Troops fired warning shots and chased thousands of protesters down Jakarta's main boulevard where offices and shops were closed.

Soldiers were seen firing what appeared to be blanks and plastic bullets into buildings at Atama Jaya Catholic University. Several students, some bleeding, were later taken out on stretchers.

Tosik Sutina, a morgue official at the nearby Jakarta Hospital, said two bodies, both male students, had been brought from the university. They had gunshot wounds to their chests.

Students at the hospital identified the dead by the single names Ridwan and Teddi.

In East Jakarta a rampaging mob beat a third man to death in a street as soldiers looked on. Witnesses reported dozens of other mobs attacks against individuals accused of being police informers.

Syaiful, a morgue attendant at Cipto Mungunkusomo Hospital, said it had received the bodies of one male student and civilian security guard. Both had gunshot chest wounds.

Other hospitals reported a steady and bloody stream of injured.

Trouble broke out soon after weekly Islamic prayers ended. Students marched from several campuses in the capital in defianc of military warnings.

The students were blocked from reaching Parliament where a special government assembly was putting the final touches to a new political blueprint for the troubled Southeast Asian nation.

On Thursday, a high school student and a police officer died in hospitals after 20,000 students were blocked by security personnel from reaching Parliament.

At that time troops and police also dispersed the crowds with baton charges, tear gas, rubber bullets, and water cannons. More than 100 students were hospitalized, some with serious injuries.

Military commander Gen. Wiranto called for calm Friday and warned that an estimated 30,000 police and troops deployed across the capital would take "sterner and firmer action" if student protests got out of control again.

In an interview with private radio station Trijaya, Wiranto suggested people stay at home and that offices not open.

Wiranto defended the tough action taken by his men to put down the protests, which he said had been an "unlawful attempt to forcibly occupy the parliament by mobs."

Foreign embassies in Indonesia warned their citizens of the likelihood of more unrest.

The students oppose a special government assembly convened by Suharto's successor, President B.J. Habibie, to map out a new political system as Indonesia battles with it worst economic crisis in decades.
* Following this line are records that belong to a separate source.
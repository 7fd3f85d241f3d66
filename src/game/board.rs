//! Battleship rules engine
//!
//! Each session owns one [`Battleship`] value. The registry only relies on
//! the [`GameEngine`] surface: fire a shot, read the winner, take a snapshot.

use crate::common::{Error, Result};
use rand::Rng;
use serde::{Deserialize, Serialize};

pub const GRID_SIZE: usize = 10;
pub const SHIP_SIZES: [usize; 5] = [5, 4, 3, 3, 2];

/// Player slot inside a session.
#[derive(Debug, Clone, Copy, PartialEq, Eq, Hash, Serialize, Deserialize)]
#[serde(try_from = "u8", into = "u8")]
pub enum Slot {
    One,
    Two,
}

impl Slot {
    pub fn number(self) -> u8 {
        match self {
            Slot::One => 1,
            Slot::Two => 2,
        }
    }

    pub fn other(self) -> Slot {
        match self {
            Slot::One => Slot::Two,
            Slot::Two => Slot::One,
        }
    }

    pub(crate) fn index(self) -> usize {
        self.number() as usize - 1
    }
}

impl TryFrom<u8> for Slot {
    type Error = String;

    fn try_from(value: u8) -> std::result::Result<Self, Self::Error> {
        match value {
            1 => Ok(Slot::One),
            2 => Ok(Slot::Two),
            other => Err(format!("player slot must be 1 or 2, got {}", other)),
        }
    }
}

impl From<Slot> for u8 {
    fn from(slot: Slot) -> u8 {
        slot.number()
    }
}

impl std::fmt::Display for Slot {
    fn fmt(&self, f: &mut std::fmt::Formatter<'_>) -> std::fmt::Result {
        write!(f, "{}", self.number())
    }
}

#[derive(Debug, Clone, Copy, PartialEq, Eq, Serialize, Deserialize)]
#[serde(rename_all = "lowercase")]
pub enum ShotResult {
    Hit,
    Miss,
}

/// Reply to a single shot.
#[derive(Debug, Clone, Copy, PartialEq, Eq, Serialize, Deserialize)]
pub struct ShotOutcome {
    pub result: ShotResult,
    pub winner: Option<Slot>,
    pub next_player: Slot,
}

#[derive(Debug, Clone, Copy, PartialEq, Eq)]
pub enum Orientation {
    Horizontal,
    Vertical,
}

#[derive(Debug, Clone, Copy, PartialEq, Eq)]
pub struct Ship {
    pub row: usize,
    pub col: usize,
    pub len: usize,
    pub orientation: Orientation,
}

impl Ship {
    pub fn horizontal(row: usize, col: usize, len: usize) -> Self {
        Self {
            row,
            col,
            len,
            orientation: Orientation::Horizontal,
        }
    }

    pub fn vertical(row: usize, col: usize, len: usize) -> Self {
        Self {
            row,
            col,
            len,
            orientation: Orientation::Vertical,
        }
    }

    fn cells(&self) -> impl Iterator<Item = (usize, usize)> + '_ {
        (0..self.len).map(move |i| match self.orientation {
            Orientation::Horizontal => (self.row, self.col + i),
            Orientation::Vertical => (self.row + i, self.col),
        })
    }

    fn fits(&self) -> bool {
        self.len > 0
            && match self.orientation {
                Orientation::Horizontal => self.row < GRID_SIZE && self.col + self.len <= GRID_SIZE,
                Orientation::Vertical => self.col < GRID_SIZE && self.row + self.len <= GRID_SIZE,
            }
    }
}

pub type Grid = Vec<Vec<char>>;

/// Board state as exposed to clients.
#[derive(Debug, Clone, PartialEq, Eq, Serialize, Deserialize)]
pub struct BoardSnapshot {
    pub p1_grid: Grid,
    pub p2_grid: Grid,
    pub p1_tracking: Grid,
    pub p2_tracking: Grid,
    pub current_player: Slot,
    pub winner: Option<Slot>,
    pub grid_size: usize,
    pub ship_sizes: Vec<usize>,
}

/// Rules engine boundary used by the session registry.
pub trait GameEngine: Send {
    /// Apply one shot by `slot` against the opponent's ocean.
    fn fire(&mut self, slot: Slot, row: usize, col: usize) -> Result<ShotOutcome>;

    fn snapshot(&self) -> BoardSnapshot;

    fn winner(&self) -> Option<Slot>;

    fn current_player(&self) -> Slot;
}

#[derive(Debug, Clone, Copy, PartialEq, Eq)]
enum Cell {
    Water,
    Ship,
    Hit,
    Miss,
}

impl Cell {
    fn glyph(self) -> char {
        match self {
            Cell::Water => '~',
            Cell::Ship => 'S',
            Cell::Hit => 'X',
            Cell::Miss => 'O',
        }
    }

    /// What the opponent sees of this cell.
    fn tracked_glyph(self) -> char {
        match self {
            Cell::Hit => 'X',
            Cell::Miss => 'O',
            Cell::Water | Cell::Ship => '~',
        }
    }
}

#[derive(Debug, Clone)]
struct Ocean {
    cells: [[Cell; GRID_SIZE]; GRID_SIZE],
    afloat: usize,
}

impl Ocean {
    fn empty() -> Self {
        Self {
            cells: [[Cell::Water; GRID_SIZE]; GRID_SIZE],
            afloat: 0,
        }
    }

    fn place(&mut self, ship: &Ship) -> Result<()> {
        if !ship.fits() {
            return Err(Error::InvalidRequest(format!("ship {:?} does not fit the grid", ship)));
        }
        if ship.cells().any(|(r, c)| self.cells[r][c] != Cell::Water) {
            return Err(Error::InvalidRequest(format!("ship {:?} overlaps another ship", ship)));
        }
        for (r, c) in ship.cells() {
            self.cells[r][c] = Cell::Ship;
        }
        self.afloat += ship.len;
        Ok(())
    }

    fn random_fleet<R: Rng + ?Sized>(rng: &mut R) -> Self {
        let mut ocean = Self::empty();
        for &len in SHIP_SIZES.iter() {
            loop {
                let ship = if rng.gen_bool(0.5) {
                    Ship::horizontal(rng.gen_range(0..GRID_SIZE), rng.gen_range(0..=GRID_SIZE - len), len)
                } else {
                    Ship::vertical(rng.gen_range(0..=GRID_SIZE - len), rng.gen_range(0..GRID_SIZE), len)
                };
                if ocean.place(&ship).is_ok() {
                    break;
                }
            }
        }
        ocean
    }

    fn grid(&self, glyph: fn(Cell) -> char) -> Grid {
        self.cells
            .iter()
            .map(|row| row.iter().map(|&cell| glyph(cell)).collect())
            .collect()
    }
}

/// Two-player battleship on a 10×10 grid.
#[derive(Debug, Clone)]
pub struct Battleship {
    oceans: [Ocean; 2],
    current: Slot,
    winner: Option<Slot>,
}

impl Battleship {
    pub fn random() -> Self {
        Self::random_with(&mut rand::thread_rng())
    }

    pub fn random_with<R: Rng + ?Sized>(rng: &mut R) -> Self {
        Self {
            oceans: [Ocean::random_fleet(rng), Ocean::random_fleet(rng)],
            current: Slot::One,
            winner: None,
        }
    }

    /// Build a game from explicit fleets (player 1's, player 2's).
    pub fn with_fleets(p1: &[Ship], p2: &[Ship]) -> Result<Self> {
        let mut oceans = [Ocean::empty(), Ocean::empty()];
        for (ocean, fleet) in oceans.iter_mut().zip([p1, p2]) {
            for ship in fleet {
                ocean.place(ship)?;
            }
        }
        Ok(Self {
            oceans,
            current: Slot::One,
            winner: None,
        })
    }
}

impl Default for Battleship {
    fn default() -> Self {
        Self::random()
    }
}

impl GameEngine for Battleship {
    fn fire(&mut self, slot: Slot, row: usize, col: usize) -> Result<ShotOutcome> {
        if let Some(winner) = self.winner {
            return Err(Error::InvalidMove(format!("game already won by player {}", winner)));
        }
        if slot != self.current {
            return Err(Error::InvalidMove(format!("not player {}'s turn", slot)));
        }
        if row >= GRID_SIZE || col >= GRID_SIZE {
            return Err(Error::InvalidMove(format!(
                "cell ({}, {}) is outside the {}x{} grid",
                row, col, GRID_SIZE, GRID_SIZE
            )));
        }

        let target = &mut self.oceans[slot.other().index()];
        let result = match target.cells[row][col] {
            Cell::Hit | Cell::Miss => {
                return Err(Error::InvalidMove(format!("cell ({}, {}) already targeted", row, col)))
            }
            Cell::Ship => {
                target.cells[row][col] = Cell::Hit;
                target.afloat -= 1;
                ShotResult::Hit
            }
            Cell::Water => {
                target.cells[row][col] = Cell::Miss;
                ShotResult::Miss
            }
        };

        if target.afloat == 0 {
            self.winner = Some(slot);
        }
        self.current = slot.other();

        Ok(ShotOutcome {
            result,
            winner: self.winner,
            next_player: self.current,
        })
    }

    fn snapshot(&self) -> BoardSnapshot {
        let [p1, p2] = &self.oceans;
        BoardSnapshot {
            p1_grid: p1.grid(Cell::glyph),
            p2_grid: p2.grid(Cell::glyph),
            // each player's view of the opponent's ocean
            p1_tracking: p2.grid(Cell::tracked_glyph),
            p2_tracking: p1.grid(Cell::tracked_glyph),
            current_player: self.current,
            winner: self.winner,
            grid_size: GRID_SIZE,
            ship_sizes: SHIP_SIZES.to_vec(),
        }
    }

    fn winner(&self) -> Option<Slot> {
        self.winner
    }

    fn current_player(&self) -> Slot {
        self.current
    }
}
Inflation, unemployment, and poverty rates are soaring.

Habibie, a former protege of Suharto, says the People's Consultative Assembly will pave the way for free elections next year.

Critics say the assembly delegates are Suharto holdovers intent on preserving their political privileges.
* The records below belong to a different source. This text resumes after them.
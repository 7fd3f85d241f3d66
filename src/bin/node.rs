//! Node binary

use broadside::common::{ConfigOverrides, NodeConfig};
use broadside::Node;
use clap::{Parser, Subcommand};
use std::path::PathBuf;
use tracing_subscriber::{layer::SubscriberExt, util::SubscriberInitExt};

#[derive(Parser)]
#[command(name = "broadside-node")]
#[command(about = "broadside game server node")]
struct Cli {
    #[command(subcommand)]
    command: Commands,
}

#[derive(Subcommand)]
enum Commands {
    /// Start a node
    Serve {
        /// Address peers use to reach this node
        #[arg(long)]
        address: Option<String>,

        /// Election rank (lower wins)
        #[arg(long)]
        rank: Option<i64>,

        /// Bind address for HTTP
        #[arg(long)]
        bind: Option<String>,

        /// Coordinator to join (defaults to self)
        #[arg(long)]
        bootstrap: Option<String>,

        /// TOML config file
        #[arg(long)]
        config: Option<PathBuf>,

        /// Sled directory for player statistics
        #[arg(long)]
        stats_db: Option<String>,

        /// Heartbeat period in milliseconds
        #[arg(long)]
        heartbeat_ms: Option<u64>,
    },
}

#[tokio::main]
async fn main() -> anyhow::Result<()> {
    let cli = Cli::parse();

    match cli.command {
        Commands::Serve {
            address,
            rank,
            bind,
            bootstrap,
            config,
            stats_db,
            heartbeat_ms,
        } => {
            // file, then BROADSIDE_* env, then flags
            let overrides = ConfigOverrides {
                address,
                rank,
                bind_addr: bind,
                bootstrap,
                heartbeat_interval_ms: heartbeat_ms,
                stats_path: stats_db,
            };
            let node_config = NodeConfig::load(config.as_deref(), overrides)?;

            tracing_subscriber::registry()
                .with(
                    tracing_subscriber::EnvFilter::try_from_default_env()
                        .unwrap_or_else(|_| node_config.log_level.as_str().into()),
                )
                .with(tracing_subscriber::fmt::layer())
                .init();

            Node::new(node_config).serve().await?;
        }
    }

    Ok(())
}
Pressed by the bloody protests raging outside, Indonesia's highest legislative body Friday endorsed a new government blueprint for the troubled nation. The 1,000-member People's Consultative Assembly also named Suharto in a decree demanding a massive government crackdown on corruption under his 32-year rule. The assembly ultimately approved 12 reform decrees aimed at giving Indonesia a semblance of democracy but voted to maintain reserved seats in the country's top legislative body for the powerful military, which the students have opposed.

The students demand greater democratic change, including an end of military involvement in politics. They also want Suharto put on trial for corruption and human rights abuses.

"Suharto's whole regime should be brought to trial for their crimes," said one student activist Martin Sirat.

In concession to student demands, factions in the assembly have agreed to name Suharto in a decree calling for an investigation into past corruption.

The assembly continued its deliberations on Friday, apparently oblivious to the chaos nearby.

A spokesman at St. Carolus Hospital said Lukman Firdaus, a male 18-year-old high school student, died before dawn Friday after being beaten around the head. He had initially been treated at a navy hospital.

Earler, the military said an officer, identified as Pvt. Prayitno, died after falling from a truck.

More than a thousand protesters remained holed up in the Atmajaya Catholic University campus past midnight while hundreds of others were scattered along the street. Authorities used loudspeakers to warn those on the street to leave, threatening harsher measures if they did not.